TASK TO CARRY OUT:
In how many lines of the data does the word "contains" appear? Give the number by itself.

· · · ·

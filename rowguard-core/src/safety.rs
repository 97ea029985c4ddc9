//! Query safety validation for untrusted text destined for query inclusion.
//!
//! Two policy profiles are applied depending on where the text is headed:
//! the condition policy for filter strings that get ANDed into a WHERE clause,
//! and the strict query policy for entire caller-supplied raw queries.
//!
//! The defense is intentionally layered: the keyword blocklist is cheap and
//! catches obvious cases, pattern detection catches idioms the blocklist misses,
//! complexity scoring caps worst-case engine cost, and the read-only SELECT
//! requirement is the last line if a novel idiom slips through the others.
//!
//! Validation is a pure function over text; nothing here touches the engine.

use crate::error::SecurityError;
use regex::Regex;
use std::sync::LazyLock;

/// Cost of one arithmetic or comparison operator.
pub const OPERATOR_COST: u32 = 1;
/// Cost of one parenthesis group.
pub const GROUP_COST: u32 = 1;
/// Cost of one logical connective (AND/OR/NOT).
pub const CONNECTIVE_COST: u32 = 2;
/// Cost of each JOIN in a raw query.
pub const JOIN_COST: u32 = 5;
/// Cost of each subquery (SELECT beyond the first) in a raw query.
pub const SUBQUERY_COST: u32 = 5;
/// Cost of each aggregate function call in a raw query.
pub const AGGREGATE_COST: u32 = 1;
/// Cost of each GROUP BY in a raw query.
pub const GROUP_BY_COST: u32 = 2;

/// Policy profile selecting which rules apply.
#[derive(Debug, Clone, Copy, PartialEq, Eq)]
pub enum QueryPolicy {
    /// For condition strings ANDed into a generated WHERE clause.
    Condition,
    /// For entire caller-supplied raw queries. Superset of `Condition`.
    StrictQuery,
}

/// Outcome of validating one piece of untrusted text.
#[derive(Debug, Clone)]
pub struct SecurityVerdict {
    /// Complexity score accrued by the text (0 when scoring was not reached).
    pub complexity_score: u32,
    violation: Option<SecurityError>,
}

impl SecurityVerdict {
    fn allow(complexity_score: u32) -> Self {
        Self {
            complexity_score,
            violation: None,
        }
    }

    fn deny(complexity_score: u32, violation: SecurityError) -> Self {
        Self {
            complexity_score,
            violation: Some(violation),
        }
    }

    /// Whether the text may be included in a query.
    pub fn is_allowed(&self) -> bool {
        self.violation.is_none()
    }

    /// The specific violation behind a denial, if any.
    pub fn denial(&self) -> Option<&SecurityError> {
        self.violation.as_ref()
    }

    /// Converts the verdict into a Result, yielding the complexity score on
    /// allow and the violation on deny.
    pub fn into_result(self) -> std::result::Result<u32, SecurityError> {
        match self.violation {
            None => Ok(self.complexity_score),
            Some(violation) => Err(violation),
        }
    }
}

#[allow(clippy::expect_used)]
fn static_regex(pattern: &str) -> Regex {
    Regex::new(pattern).expect("static regex pattern is valid")
}

/// Data-mutating / DDL keywords denied in any validated text.
static FORBIDDEN_KEYWORDS: LazyLock<Regex> = LazyLock::new(|| {
    static_regex(
        r"(?i)\b(insert|update|delete|drop|create|alter|truncate|grant|revoke|execute)\b",
    )
});

/// `OR 1=1` style tautology.
static TAUTOLOGY: LazyLock<Regex> =
    LazyLock::new(|| static_regex(r"(?i)\bor\s+1\s*=\s*1\b"));

/// `UNION SELECT` result-set grafting.
static UNION_SELECT: LazyLock<Regex> =
    LazyLock::new(|| static_regex(r"(?i)\bunion\s+(all\s+)?select\b"));

static CONNECTIVES: LazyLock<Regex> = LazyLock::new(|| static_regex(r"(?i)\b(and|or|not)\b"));

static JOINS: LazyLock<Regex> = LazyLock::new(|| static_regex(r"(?i)\bjoin\b"));

static SELECTS: LazyLock<Regex> = LazyLock::new(|| static_regex(r"(?i)\bselect\b"));

static AGGREGATES: LazyLock<Regex> = LazyLock::new(|| {
    static_regex(r"(?i)\b(count|sum|avg|min|max|stddev|median|percentile_cont)\s*\(")
});

static GROUP_BYS: LazyLock<Regex> = LazyLock::new(|| static_regex(r"(?i)\bgroup\s+by\b"));

/// Validates untrusted text against a policy profile.
///
/// Pure function with no execution side effects. Any violation yields an
/// immediate deny carrying the specific reason; otherwise allow.
pub fn validate(text: &str, policy: QueryPolicy, complexity_ceiling: u32) -> SecurityVerdict {
    let trimmed = text.trim_start();

    if policy == QueryPolicy::StrictQuery {
        // A leading comment could mask a different statement, so it is itself
        // a violation rather than something to strip and look behind.
        if trimmed.starts_with("--") || trimmed.starts_with("/*") {
            return SecurityVerdict::deny(0, SecurityError::LeadingComment);
        }
        let first_word = trimmed
            .split(|c: char| c.is_whitespace() || c == '(')
            .next()
            .unwrap_or("");
        if !first_word.eq_ignore_ascii_case("select") {
            return SecurityVerdict::deny(
                0,
                SecurityError::NotSelect {
                    found: first_word.to_string(),
                },
            );
        }
    }

    // Mask string literal contents so keyword and idiom scans cannot be fooled
    // by (or trip over) quoted data. Unterminated literals surface here.
    let masked = match mask_string_literals(text) {
        Ok(masked) => masked,
        Err(violation) => return SecurityVerdict::deny(0, violation),
    };

    let mut score = complexity_score(&masked);
    if policy == QueryPolicy::StrictQuery {
        score = score.saturating_add(strict_query_cost(&masked));
    }

    if let Some(violation) = scan_masked(&masked) {
        return SecurityVerdict::deny(score, violation);
    }

    if score > complexity_ceiling {
        return SecurityVerdict::deny(
            score,
            SecurityError::TooComplex {
                score,
                ceiling: complexity_ceiling,
            },
        );
    }

    SecurityVerdict::allow(score)
}

/// Replaces every string literal (quotes included) with spaces.
///
/// Both `'...'` and `"..."` literals are masked, with doubled quotes treated
/// as the standard embedded-quote escape. An unterminated literal is an
/// unbalanced-quotes violation.
fn mask_string_literals(text: &str) -> std::result::Result<String, SecurityError> {
    let mut masked = String::with_capacity(text.len());
    let mut chars = text.chars().peekable();

    while let Some(c) = chars.next() {
        if c == '\'' || c == '"' {
            let quote = c;
            let mut closed = false;
            masked.push(' ');
            while let Some(inner) = chars.next() {
                masked.push(' ');
                if inner == quote {
                    if chars.peek() == Some(&quote) {
                        // Doubled quote: escaped, literal continues
                        chars.next();
                        masked.push(' ');
                    } else {
                        closed = true;
                        break;
                    }
                }
            }
            if !closed {
                return Err(SecurityError::UnbalancedQuotes);
            }
        } else {
            masked.push(c);
        }
    }

    Ok(masked)
}

/// Scans masked text for violations common to both policies.
fn scan_masked(masked: &str) -> Option<SecurityError> {
    if masked.contains(';') {
        return Some(SecurityError::StatementSeparator);
    }
    for marker in ["--", "/*"] {
        if masked.contains(marker) {
            return Some(SecurityError::CommentMarker {
                marker: marker.to_string(),
            });
        }
    }
    if let Some(found) = FORBIDDEN_KEYWORDS.find(masked) {
        return Some(SecurityError::ForbiddenKeyword {
            keyword: found.as_str().to_lowercase(),
        });
    }
    if TAUTOLOGY.is_match(masked) {
        return Some(SecurityError::InjectionPattern {
            pattern: "OR 1=1".to_string(),
        });
    }
    if UNION_SELECT.is_match(masked) {
        return Some(SecurityError::InjectionPattern {
            pattern: "UNION SELECT".to_string(),
        });
    }
    if !parentheses_balance(masked) {
        return Some(SecurityError::UnbalancedParentheses);
    }
    None
}

fn parentheses_balance(text: &str) -> bool {
    let mut depth: i64 = 0;
    for c in text.chars() {
        match c {
            '(' => depth += 1,
            ')' => {
                depth -= 1;
                if depth < 0 {
                    return false;
                }
            }
            _ => {}
        }
    }
    depth == 0
}

/// Base complexity of masked text: operators, parenthesis groups, connectives.
///
/// Consecutive operator characters count as a single operator so that `>=`
/// scores the same as `>`.
pub(crate) fn complexity_score(masked: &str) -> u32 {
    let mut score: u32 = 0;
    let mut in_operator = false;
    for c in masked.chars() {
        let is_op = matches!(c, '+' | '-' | '*' | '/' | '=' | '<' | '>' | '!');
        if is_op && !in_operator {
            score = score.saturating_add(OPERATOR_COST);
        }
        in_operator = is_op;
        if c == '(' {
            score = score.saturating_add(GROUP_COST);
        }
    }
    let connectives = CONNECTIVES.find_iter(masked).count() as u32;
    score.saturating_add(connectives.saturating_mul(CONNECTIVE_COST))
}

/// Additional cost charged to raw queries: joins, subqueries, aggregates.
fn strict_query_cost(masked: &str) -> u32 {
    let joins = JOINS.find_iter(masked).count() as u32;
    let selects = SELECTS.find_iter(masked).count() as u32;
    let subqueries = selects.saturating_sub(1);
    let aggregates = AGGREGATES.find_iter(masked).count() as u32;
    let group_bys = GROUP_BYS.find_iter(masked).count() as u32;

    joins
        .saturating_mul(JOIN_COST)
        .saturating_add(subqueries.saturating_mul(SUBQUERY_COST))
        .saturating_add(aggregates.saturating_mul(AGGREGATE_COST))
        .saturating_add(group_bys.saturating_mul(GROUP_BY_COST))
}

· · · ·

FINAL ANSWER:
2